Altri studi condotti dallo stesso gruppo di ricerca esplorano la direzione opposta: ovvero la comunicazione tra cervello e cuore. Al centro c’è il ruolo che il sistema nervoso ha nell’influenzare la pressione arteriosa e quindi la salute dei vasi. “Non solo il cervello è un ‘organo bersaglio’ dell’ipertensione – spiega Carnevale – ma è anche uno dei principali regolatori del sistema cardiocircolatorio. La regolazione avviene tramite due modalità principali: la prima fa riferimento al continuo interscambio di informazioni che vengono dagli organi periferici per essere poi elaborate dal sistema nervoso autonomo, che risponde con altri impulsi nervosi in modo da mantenere un equilibrio, la cosiddetta omeostasi. Oltre a questo, però, siamo riusciti ad individuare un’altra via di comunicazione e controllo: il sistema immunitario.
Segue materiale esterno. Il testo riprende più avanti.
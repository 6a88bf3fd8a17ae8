//! Core types and utilities shared by every subsystem

pub mod types;
pub mod error;
pub mod logging;

pub use types::*;
pub use error::Error;
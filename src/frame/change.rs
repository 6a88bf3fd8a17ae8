//! Single recorded cell change.

use crate::core::UVec3;

/// Persistence of a change that is never superseded
pub const PERMANENT: i32 = -1;

/// A cell taking a new value at some frame.
///
/// `persistence <= 0` means the change lasts until the end of the recording;
/// a positive value is the number of frames until the next change at the
/// same cell.
#[derive(Clone, Copy, Debug, PartialEq, Eq)]
pub struct BlockChange {
    pub start_frame: u32,
    pub cell: UVec3,
    /// Index into the recording palette
    pub value: u16,
    pub persistence: i32,
}

impl BlockChange {
    pub fn new(start_frame: u32, cell: UVec3, value: u16) -> Self {
        Self {
            start_frame,
            cell,
            value,
            persistence: PERMANENT,
        }
    }

    pub fn is_permanent(&self) -> bool {
        self.persistence <= 0
    }

    /// First frame at which this change no longer holds, if any
    pub fn end_frame(&self) -> Option<u32> {
        if self.is_permanent() {
            None
        } else {
            Some(self.start_frame + self.persistence as u32)
        }
    }
}
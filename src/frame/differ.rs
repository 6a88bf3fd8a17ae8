//! Full-grid frame differencing.
//!
//! The generator only hands out full snapshots, so each frame is compared
//! cell by cell against the previous one. The first frame is compared against
//! an all-empty grid. When the grid is resized, cells outside the previous
//! frame count as empty, and cells the new frame no longer covers are cleared.

use std::collections::HashMap;

use rayon::prelude::*;

use crate::core::{Error, GridSize, Result, UVec3};
use super::change::BlockChange;
use super::frame::GenerationFrame;
use super::tracker::ChangeTracker;

/// Grids at least this large are compared in parallel
const PARALLEL_THRESHOLD: usize = 1 << 15;

/// Indices of cells whose symbol differs from `previous`
/// (or from `empty` when there is no previous frame), in ascending order.
pub fn changed_cells(previous: Option<&[char]>, current: &[char], empty: char) -> Vec<usize> {
    let differs = |i: usize| match previous {
        Some(prev) => prev[i] != current[i],
        None => current[i] != empty,
    };

    if current.len() >= PARALLEL_THRESHOLD {
        (0..current.len()).into_par_iter().filter(|&i| differs(i)).collect()
    } else {
        (0..current.len()).filter(|&i| differs(i)).collect()
    }
}

/// Cell changes between two frames of different sizes.
///
/// Cells of `current` are compared by position, then cells only `previous`
/// covers are reset to the empty symbol.
fn resized_changes(previous: &GenerationFrame, current: &GenerationFrame) -> Vec<(UVec3, char)> {
    let empty = current.empty_symbol();
    let size = current.size();

    let mut out: Vec<(UVec3, char)> = current
        .values()
        .iter()
        .enumerate()
        .filter_map(|(i, &symbol)| {
            let cell = size.cell(i);
            let before = previous.symbol_at(cell).unwrap_or(empty);
            (before != symbol).then_some((cell, symbol))
        })
        .collect();

    let old = previous.size();
    out.extend(
        previous
            .values()
            .iter()
            .enumerate()
            .filter(|&(_, &symbol)| symbol != empty)
            .map(|(i, _)| old.cell(i))
            .filter(|&cell| !size.contains(cell))
            .map(|cell| (cell, empty)),
    );
    out
}

/// Finished change log of one generation run
#[derive(Clone, Debug, Default)]
pub struct DiffLog {
    pub size: GridSize,
    /// Value index -> symbol; index 0 is the empty symbol
    pub symbols: Vec<char>,
    pub frames: Vec<Vec<BlockChange>>,
    /// Persistence faults clamped while recording
    pub faults: usize,
}

impl DiffLog {
    pub fn change_count(&self) -> usize {
        self.frames.iter().map(Vec::len).sum()
    }
}

/// Turns successive snapshots into per-frame change lists.
///
/// One differ serves exactly one generation run.
#[derive(Default)]
pub struct FrameDiffer {
    previous: Option<GenerationFrame>,
    tracker: Option<ChangeTracker>,
    symbols: Vec<char>,
    symbol_index: HashMap<char, u16>,
}

impl FrameDiffer {
    pub fn new() -> Self {
        Self::default()
    }

    fn intern(&mut self, symbol: char) -> Result<u16> {
        if let Some(&index) = self.symbol_index.get(&symbol) {
            return Ok(index);
        }
        let index = u16::try_from(self.symbols.len())
            .map_err(|_| Error::Frame("Too many distinct symbols".into()))?;
        self.symbols.push(symbol);
        self.symbol_index.insert(symbol, index);
        Ok(index)
    }

    /// Diff `frame` against the previous one and record the result.
    ///
    /// Frames may change size; the log's size is the largest seen.
    pub fn push_frame(&mut self, frame: GenerationFrame) -> Result<&[BlockChange]> {
        let size = frame.size();
        if self.tracker.is_none() {
            self.intern(frame.empty_symbol())?;
        }

        let changes: Vec<(UVec3, char)> = match &self.previous {
            Some(previous) if previous.size() != size => {
                log::debug!("Frame size changed from {} to {}", previous.size(), size);
                resized_changes(previous, &frame)
            }
            previous => changed_cells(
                previous.as_ref().map(GenerationFrame::values),
                frame.values(),
                frame.empty_symbol(),
            )
            .into_iter()
            .map(|i| (size.cell(i), frame.values()[i]))
            .collect(),
        };

        let values = changes
            .iter()
            .map(|&(_, symbol)| self.intern(symbol))
            .collect::<Result<Vec<u16>>>()?;

        let tracker = self.tracker.get_or_insert_with(|| ChangeTracker::new(size));
        tracker.grow(size);
        let index = tracker.begin_frame() as usize;
        for (&(cell, _), value) in changes.iter().zip(values) {
            tracker.push(cell, value);
        }

        log::debug!(
            "Frame {} (step {}): {} changed cells",
            index,
            frame.step_count(),
            changes.len()
        );

        self.previous = Some(frame);
        Ok(tracker.frame_changes(index))
    }

    pub fn frame_count(&self) -> usize {
        self.tracker.as_ref().map_or(0, ChangeTracker::frame_count)
    }

    /// Close the log. `None` if no frame was ever pushed.
    pub fn finish(self) -> Option<DiffLog> {
        let tracker = self.tracker?;
        let size = tracker.size();
        let faults = tracker.fault_count();
        Some(DiffLog {
            size,
            symbols: self.symbols,
            frames: tracker.into_frames(),
            faults,
        })
    }
}

#[cfg(test)]
mod tests {
    use super::*;
    use crate::core::UVec3;

    fn frame(values: &str, size: GridSize, step: u32) -> GenerationFrame {
        GenerationFrame::new(values.chars().collect(), size, step, 'A').unwrap()
    }

    #[test]
    fn test_two_cell_scenario() {
        let size = GridSize::new(2, 1, 1);
        let mut differ = FrameDiffer::new();

        assert!(differ.push_frame(frame("AA", size, 0)).unwrap().is_empty());
        let changes = differ.push_frame(frame("BA", size, 1)).unwrap().to_vec();
        assert_eq!(changes.len(), 1);
        assert_eq!(changes[0].cell, UVec3::new(0, 0, 0));
        assert_eq!(changes[0].start_frame, 1);
        differ.push_frame(frame("BB", size, 2)).unwrap();

        let log = differ.finish().unwrap();
        assert_eq!(log.symbols, vec!['A', 'B']);
        assert_eq!(log.frames.len(), 3);
        assert!(log.frames[0].is_empty());

        let cell0 = log.frames[1][0];
        assert_eq!((cell0.value, cell0.start_frame), (1, 1));
        assert!(cell0.is_permanent());

        assert_eq!(log.frames[2].len(), 1);
        let cell1 = log.frames[2][0];
        assert_eq!(cell1.cell, UVec3::new(1, 0, 0));
        assert_eq!((cell1.value, cell1.start_frame), (1, 2));
        assert!(cell1.is_permanent());
    }

    #[test]
    fn test_first_frame_is_all_new() {
        let size = GridSize::new(3, 1, 1);
        let mut differ = FrameDiffer::new();
        let changes = differ.push_frame(frame("BAC", size, 0)).unwrap();
        let cells: Vec<u32> = changes.iter().map(|c| c.cell.x).collect();
        assert_eq!(cells, vec![0, 2]);
    }

    #[test]
    fn test_persistence_equals_gap() {
        let size = GridSize::new(1, 1, 1);
        let mut differ = FrameDiffer::new();
        for (step, values) in ["B", "B", "C", "C", "C", "B"].iter().enumerate() {
            differ.push_frame(frame(values, size, step as u32)).unwrap();
        }
        let log = differ.finish().unwrap();
        let all: Vec<BlockChange> = log.frames.into_iter().flatten().collect();

        assert_eq!(all.len(), 3);
        assert_eq!(all[0].persistence, 2);
        assert_eq!(all[1].persistence, 3);
        assert!(all[2].is_permanent());
        assert_eq!(log.faults, 0);
    }

    #[test]
    fn test_resize_grows_log_and_clears_vacated_cells() {
        let mut differ = FrameDiffer::new();
        differ.push_frame(frame("AB", GridSize::new(2, 1, 1), 0)).unwrap();

        let grown = differ.push_frame(frame("ABBB", GridSize::new(2, 2, 1), 1)).unwrap().to_vec();
        let cells: Vec<UVec3> = grown.iter().map(|c| c.cell).collect();
        assert_eq!(cells, vec![UVec3::new(0, 1, 0), UVec3::new(1, 1, 0)]);

        let shrunk = differ.push_frame(frame("A", GridSize::new(1, 1, 1), 2)).unwrap().to_vec();
        assert_eq!(shrunk.len(), 3);
        assert!(shrunk.iter().all(|c| c.value == 0));

        let log = differ.finish().unwrap();
        assert_eq!(log.size, GridSize::new(2, 2, 1));
        assert_eq!(log.frames.len(), 3);
        assert_eq!(log.frames[0][0].persistence, 2);
    }

    #[test]
    fn test_empty_differ_finishes_to_none() {
        assert!(FrameDiffer::new().finish().is_none());
    }

    #[test]
    fn test_parallel_path_matches_sequential() {
        let len = PARALLEL_THRESHOLD + 17;
        let previous: Vec<char> = (0..len).map(|i| if i % 3 == 0 { 'x' } else { 'y' }).collect();
        let current: Vec<char> = (0..len).map(|i| if i % 5 == 0 { 'x' } else { 'y' }).collect();

        let parallel = changed_cells(Some(&previous), &current, 'y');
        let sequential: Vec<usize> = (0..len).filter(|&i| previous[i] != current[i]).collect();
        assert_eq!(parallel, sequential);
    }
}
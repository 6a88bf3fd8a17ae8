//! In-memory recording and its file schema.

use serde::{Deserialize, Serialize};

use crate::core::GridSize;
use crate::frame::BlockChange;
use crate::palette::{BlockCatalog, BlockId, MappingItem, MeshAssigner, MeshPaletteEntry, Rgb};

/// Palette entry of a recording; the position in the palette is the value index
#[derive(Clone, Debug, PartialEq, Eq, Serialize, Deserialize)]
pub struct RecordingPaletteEntry {
    #[serde(default, alias = "Character", skip_serializing_if = "Option::is_none")]
    pub symbol: Option<char>,
    #[serde(rename = "color_hex", alias = "Color")]
    pub color: Rgb,
    #[serde(
        default,
        rename = "block_reference",
        alias = "BlockState",
        skip_serializing_if = "Option::is_none"
    )]
    pub block: Option<String>,
}

impl RecordingPaletteEntry {
    pub fn block_ref(&self) -> Option<&str> {
        self.block.as_deref().map(str::trim).filter(|b| !b.is_empty())
    }
}

impl From<&MappingItem> for RecordingPaletteEntry {
    fn from(item: &MappingItem) -> Self {
        Self {
            symbol: Some(item.symbol),
            color: item.color,
            block: item.block_ref().map(str::to_string),
        }
    }
}

/// Serialized form of a recording
#[derive(Clone, Debug, Default, PartialEq, Eq, Serialize, Deserialize)]
pub struct RecordingFile {
    #[serde(alias = "Palette")]
    pub palette: Vec<RecordingPaletteEntry>,
    #[serde(alias = "SizeX")]
    pub size_x: u32,
    #[serde(alias = "SizeY")]
    pub size_y: u32,
    #[serde(alias = "SizeZ")]
    pub size_z: u32,
    #[serde(alias = "FrameData")]
    pub frame_data: Vec<String>,
}

/// A change log ready for replay.
///
/// Immutable once built; replay sessions may share one through an `Arc`.
#[derive(Clone, Debug)]
pub struct Recording {
    palette: Vec<RecordingPaletteEntry>,
    size: GridSize,
    frames: Vec<Vec<BlockChange>>,
    meshes: Vec<MeshPaletteEntry>,
    block_meshes: Vec<BlockId>,
}

impl Recording {
    /// Assemble a recording, resolving its palette to meshes in palette order.
    pub fn new<C: BlockCatalog + ?Sized>(
        palette: Vec<RecordingPaletteEntry>,
        size: GridSize,
        frames: Vec<Vec<BlockChange>>,
        catalog: &C,
    ) -> Self {
        let mut assigner = MeshAssigner::new(catalog);
        let meshes = palette
            .iter()
            .map(|entry| assigner.assign(entry.color, entry.block_ref()))
            .collect();

        Self {
            palette,
            size,
            frames,
            meshes,
            block_meshes: assigner.finish(),
        }
    }

    pub fn palette(&self) -> &[RecordingPaletteEntry] {
        &self.palette
    }

    pub fn size(&self) -> GridSize {
        self.size
    }

    pub fn frames(&self) -> &[Vec<BlockChange>] {
        &self.frames
    }

    pub fn frame(&self, index: usize) -> Option<&[BlockChange]> {
        self.frames.get(index).map(Vec::as_slice)
    }

    pub fn frame_count(&self) -> usize {
        self.frames.len()
    }

    pub fn change_count(&self) -> usize {
        self.frames.iter().map(Vec::len).sum()
    }

    /// All changes in recording order
    pub fn changes(&self) -> impl Iterator<Item = &BlockChange> {
        self.frames.iter().flatten()
    }

    /// Mesh entry of a value index
    pub fn mesh(&self, value: u16) -> Option<MeshPaletteEntry> {
        self.meshes.get(value as usize).copied()
    }

    pub fn meshes(&self) -> &[MeshPaletteEntry] {
        &self.meshes
    }

    /// Blocks by mesh index; `block_meshes()[i]` is mesh `i + 1`
    pub fn block_meshes(&self) -> &[BlockId] {
        &self.block_meshes
    }

    pub fn is_flat(&self) -> bool {
        self.size.is_flat()
    }
}
//! Durable change-log recordings.
//!
//! A recording is a palette, a grid size and one change list per frame.
//! On disk each frame is a string of `x y z value` integer quadruples;
//! persistence is recomputed whenever a recording is loaded.

pub mod model;
pub mod builder;
pub mod store;

pub use model::{Recording, RecordingFile, RecordingPaletteEntry};
pub use builder::RecordingBuilder;
pub use store::{recording_name, RecordingStore};
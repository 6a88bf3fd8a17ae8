//! Symbol to `(mesh, color)` resolution.
//!
//! Mesh index 0 is the generic cube. Every distinct block identity gets its
//! own mesh index, handed out from 1 upwards on first use and reused for any
//! later symbol that names the same block.

use std::collections::HashMap;

use super::base::BasePalette;
use super::color::Rgb;
use super::mapping::{FullPalette, MappingItem};

/// Mesh index of the generic cube shape
pub const DEFAULT_MESH: u32 = 0;

/// Renderer-facing form of a palette entry
#[derive(Clone, Copy, Debug, PartialEq, Eq, Hash)]
pub struct MeshPaletteEntry {
    pub mesh_index: u32,
    pub color: Rgb,
}

impl MeshPaletteEntry {
    pub const fn cube(color: Rgb) -> Self {
        Self { mesh_index: DEFAULT_MESH, color }
    }

    pub fn is_cube(&self) -> bool {
        self.mesh_index == DEFAULT_MESH
    }
}

/// Canonical identity of a block shape
#[derive(Clone, Debug, PartialEq, Eq, Hash, PartialOrd, Ord)]
pub struct BlockId(String);

impl BlockId {
    pub fn as_str(&self) -> &str {
        &self.0
    }
}

impl std::fmt::Display for BlockId {
    fn fmt(&self, f: &mut std::fmt::Formatter<'_>) -> std::fmt::Result {
        f.write_str(&self.0)
    }
}

/// Resolves textual block references to block identities.
///
/// Two references that denote the same block must resolve to equal ids.
pub trait BlockCatalog {
    /// `None` when the reference does not name a known block
    fn resolve(&self, reference: &str) -> Option<BlockId>;
}

/// Catalog accepting any well-formed `namespace:path[key=value,...]` reference.
///
/// The namespace defaults to `minecraft`, names and properties are
/// lower-cased and properties are sorted, so `Oak_Log[axis=y]` and
/// `minecraft:oak_log[ axis = y ]` are the same block.
#[derive(Clone, Copy, Debug, Default)]
pub struct BlockStateCatalog;

const DEFAULT_NAMESPACE: &str = "minecraft";

impl BlockStateCatalog {
    fn canonical_name(name: &str) -> Option<String> {
        let name = name.trim().to_ascii_lowercase();
        let (namespace, path) = match name.split_once(':') {
            Some((ns, path)) => (ns.to_string(), path.to_string()),
            None => (DEFAULT_NAMESPACE.to_string(), name),
        };

        let valid = |s: &str, extra: &[char]| {
            !s.is_empty()
                && s.chars().all(|c| {
                    c.is_ascii_lowercase() || c.is_ascii_digit() || c == '_' || c == '-' || c == '.' || extra.contains(&c)
                })
        };

        if valid(&namespace, &[]) && valid(&path, &['/']) {
            Some(format!("{}:{}", namespace, path))
        } else {
            None
        }
    }

    fn canonical_properties(props: &str) -> Option<Vec<String>> {
        let mut out = Vec::new();
        for prop in props.split(',').map(str::trim).filter(|p| !p.is_empty()) {
            let (key, value) = prop.split_once('=')?;
            let (key, value) = (key.trim().to_ascii_lowercase(), value.trim().to_ascii_lowercase());
            if key.is_empty() || value.is_empty() {
                return None;
            }
            out.push(format!("{}={}", key, value));
        }
        out.sort();
        Some(out)
    }
}

impl BlockCatalog for BlockStateCatalog {
    fn resolve(&self, reference: &str) -> Option<BlockId> {
        let reference = reference.trim();
        if reference.is_empty() {
            return None;
        }

        match reference.split_once('[') {
            None => Self::canonical_name(reference).map(BlockId),
            Some((name, rest)) => {
                let props = rest.strip_suffix(']')?;
                let name = Self::canonical_name(name)?;
                let props = Self::canonical_properties(props)?;
                if props.is_empty() {
                    Some(BlockId(name))
                } else {
                    Some(BlockId(format!("{}[{}]", name, props.join(","))))
                }
            }
        }
    }
}

/// Hands out mesh indices to block identities for one load operation.
pub struct MeshAssigner<'a, C: BlockCatalog + ?Sized> {
    catalog: &'a C,
    by_block: HashMap<BlockId, u32>,
    blocks: Vec<BlockId>,
}

impl<'a, C: BlockCatalog + ?Sized> MeshAssigner<'a, C> {
    pub fn new(catalog: &'a C) -> Self {
        Self {
            catalog,
            by_block: HashMap::new(),
            blocks: Vec::new(),
        }
    }

    /// Resolve a color and optional block reference. Entries without a
    /// usable block reference keep the cube mesh and their own color.
    pub fn assign(&mut self, color: Rgb, reference: Option<&str>) -> MeshPaletteEntry {
        let Some(reference) = reference.map(str::trim).filter(|r| !r.is_empty()) else {
            return MeshPaletteEntry::cube(color);
        };

        let Some(block) = self.catalog.resolve(reference) else {
            log::warn!("Unknown block reference {:?}, using cube mesh", reference);
            return MeshPaletteEntry::cube(color);
        };

        if let Some(&mesh_index) = self.by_block.get(&block) {
            return MeshPaletteEntry { mesh_index, color };
        }

        let mesh_index = self.blocks.len() as u32 + 1;
        self.by_block.insert(block.clone(), mesh_index);
        self.blocks.push(block);

        MeshPaletteEntry { mesh_index, color }
    }

    pub fn assign_item(&mut self, item: &MappingItem) -> MeshPaletteEntry {
        self.assign(item.color, item.block_ref())
    }

    /// Blocks by mesh index; `blocks[i]` is mesh `i + 1`
    pub fn finish(self) -> Vec<BlockId> {
        self.blocks
    }
}

/// Result of merging the base palette with a model's custom mapping
#[derive(Clone, Debug, Default)]
pub struct ResolvedPalette {
    /// Merged palette, base order first, new custom symbols appended
    pub full: FullPalette,
    meshes: HashMap<char, MeshPaletteEntry>,
    block_meshes: Vec<BlockId>,
}

impl ResolvedPalette {
    pub fn mesh(&self, symbol: char) -> Option<MeshPaletteEntry> {
        self.meshes.get(&symbol).copied()
    }

    /// Block of a mesh index, `None` for the cube or out of range
    pub fn block_for_mesh(&self, mesh_index: u32) -> Option<&BlockId> {
        (mesh_index as usize).checked_sub(1).and_then(|i| self.block_meshes.get(i))
    }

    /// Number of meshes including the cube
    pub fn mesh_count(&self) -> usize {
        self.block_meshes.len() + 1
    }

    pub fn block_meshes(&self) -> &[BlockId] {
        &self.block_meshes
    }
}

/// Merge `base` with `custom` and resolve every symbol to a mesh entry.
///
/// Custom items are processed in order; an item fully supersedes the base
/// entry of its symbol. Deterministic for identical input order.
pub fn resolve<C: BlockCatalog + ?Sized>(
    base: &BasePalette,
    custom: &[MappingItem],
    catalog: &C,
) -> ResolvedPalette {
    let mut full = FullPalette::new();
    let mut meshes = HashMap::with_capacity(base.len() + custom.len());

    for entry in base.entries() {
        full.insert(MappingItem::new(entry.symbol, entry.color));
        meshes.insert(entry.symbol, MeshPaletteEntry::cube(entry.color));
    }

    let mut assigner = MeshAssigner::new(catalog);
    for item in custom {
        meshes.insert(item.symbol, assigner.assign_item(item));
        full.insert(item.clone());
    }

    let block_meshes = assigner.finish();
    log::debug!(
        "Resolved palette: {} symbols, {} block meshes",
        full.len(),
        block_meshes.len()
    );

    ResolvedPalette { full, meshes, block_meshes }
}
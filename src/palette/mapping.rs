//! Per-model mapping items and the ordered palette that holds them.

use std::collections::HashMap;

use serde::{Deserialize, Serialize};

use super::color::Rgb;

/// Mapping of one symbol to a color and, optionally, a block reference.
///
/// A mapping item replaces the base palette entry of its symbol entirely.
#[derive(Clone, Debug, PartialEq, Eq, Serialize, Deserialize)]
pub struct MappingItem {
    #[serde(alias = "Character")]
    pub symbol: char,
    #[serde(alias = "Color")]
    pub color: Rgb,
    #[serde(
        default,
        rename = "block_reference",
        alias = "BlockState",
        skip_serializing_if = "Option::is_none"
    )]
    pub block: Option<String>,
}

impl MappingItem {
    pub fn new(symbol: char, color: Rgb) -> Self {
        Self { symbol, color, block: None }
    }

    pub fn with_block(mut self, block: impl Into<String>) -> Self {
        self.block = Some(block.into());
        self
    }

    /// Block reference, if one is set and not blank
    pub fn block_ref(&self) -> Option<&str> {
        self.block.as_deref().map(str::trim).filter(|b| !b.is_empty())
    }

    /// Whether both items map to the same visual target
    /// (same color, same block reference).
    pub fn maps_identical(&self, other: &MappingItem) -> bool {
        self.color == other.color && self.block_ref() == other.block_ref()
    }
}

/// Ordered `symbol -> MappingItem` table.
///
/// Cloning yields a fully independent copy; no item is shared between clones.
#[derive(Clone, Debug, Default, PartialEq, Eq)]
pub struct FullPalette {
    items: Vec<MappingItem>,
    by_symbol: HashMap<char, usize>,
}

impl FullPalette {
    pub fn new() -> Self {
        Self::default()
    }

    /// Insert an item, fully replacing any existing item for the same symbol.
    /// A replaced item keeps its original position.
    pub fn insert(&mut self, item: MappingItem) {
        match self.by_symbol.get(&item.symbol) {
            Some(&i) => self.items[i] = item,
            None => {
                self.by_symbol.insert(item.symbol, self.items.len());
                self.items.push(item);
            }
        }
    }

    pub fn get(&self, symbol: char) -> Option<&MappingItem> {
        self.by_symbol.get(&symbol).map(|&i| &self.items[i])
    }

    pub fn get_mut(&mut self, symbol: char) -> Option<&mut MappingItem> {
        self.by_symbol.get(&symbol).map(|&i| &mut self.items[i])
    }

    pub fn contains(&self, symbol: char) -> bool {
        self.by_symbol.contains_key(&symbol)
    }

    pub fn iter(&self) -> impl Iterator<Item = &MappingItem> {
        self.items.iter()
    }

    pub fn len(&self) -> usize {
        self.items.len()
    }

    pub fn is_empty(&self) -> bool {
        self.items.is_empty()
    }
}

impl FromIterator<MappingItem> for FullPalette {
    fn from_iter<I: IntoIterator<Item = MappingItem>>(iter: I) -> Self {
        let mut palette = FullPalette::new();
        for item in iter {
            palette.insert(item);
        }
        palette
    }
}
Il sistema nervoso, infatti, controlla la milza, organo che per decenni è stato considerato poco o per niente necessario ma che in realtà è importante per organizzare risposte immunitarie appropriate agli stimoli a cui l’organismo è sottoposto. Ciò che abbiamo scoperto è che il cervello controlla direttamente quali cellule presenti nella milza vengono immesse nella circolazione sanguigna per raggiungere gli organi periferici (come il cuore, i vasi, i reni) che, a loro volta, controllano le funzioni cardiovascolari. Lo definiamo sistema ‘neuroimmunitario’ e si sta dimostrando determinante per molti fattori di rischio cardiovascolare” (2).
Il cervello comunica con impulsi nervosi, quindi elettrici. E questo sta facendo nascere un nuovo campo di ricerca: la medicina bioelettronica, con la possibilità di creare apparecchiature capaci di intervenire elettronicamente sul sistema nervoso. “Stiamo sviluppando – conclude la professoressa – tecniche che potranno modulare selettivamente gli impulsi nervosi in modo da controllare la risposta immunitaria. Uno dei primi obiettivi sarà proprio di intervenire sui meccanismi della risposta neuroimmunitaria coinvolta nell’ipertensione, ma appare evidente come le prospettive possano essere molto più ampie ed estese a diverse patologie” (3).
1) Carnevale, L., Maffei, A., Landolfi, A., Grillea, G., Carnevale, D., & Lembo, G. (2020). Brain functional magnetic resonance imaging highlights altered connections and functional networks in patients with hypertension. Hypertension, 76(5), 1480-1490.
DOI: https://doi.org/10.1161/HYPERTENSIONAHA.120.15296
2) Carnevale, D., Perrotta, M., Pallante, F., Fardella, V., Iacobucci, R., Fardella, S., … & Lembo, G. (2016). A cholinergic-sympathetic pathway primes immunity in hypertension and mediates brain-to-spleen communication. Nature communications, 7(1), 1-13.
DOI: https://doi.org/10.1038/ncomms13035
3) Carnevale, L., Pallante, F., Perrotta, M., Iodice, D., Perrotta, S., Fardella, S., … & Lembo, G. (2020). Celiac vagus nerve stimulation recapitulates angiotensin ii-induced splenic noradrenergic activation, driving egress of CD8 effector cells. Cell reports, 33(11), 108494.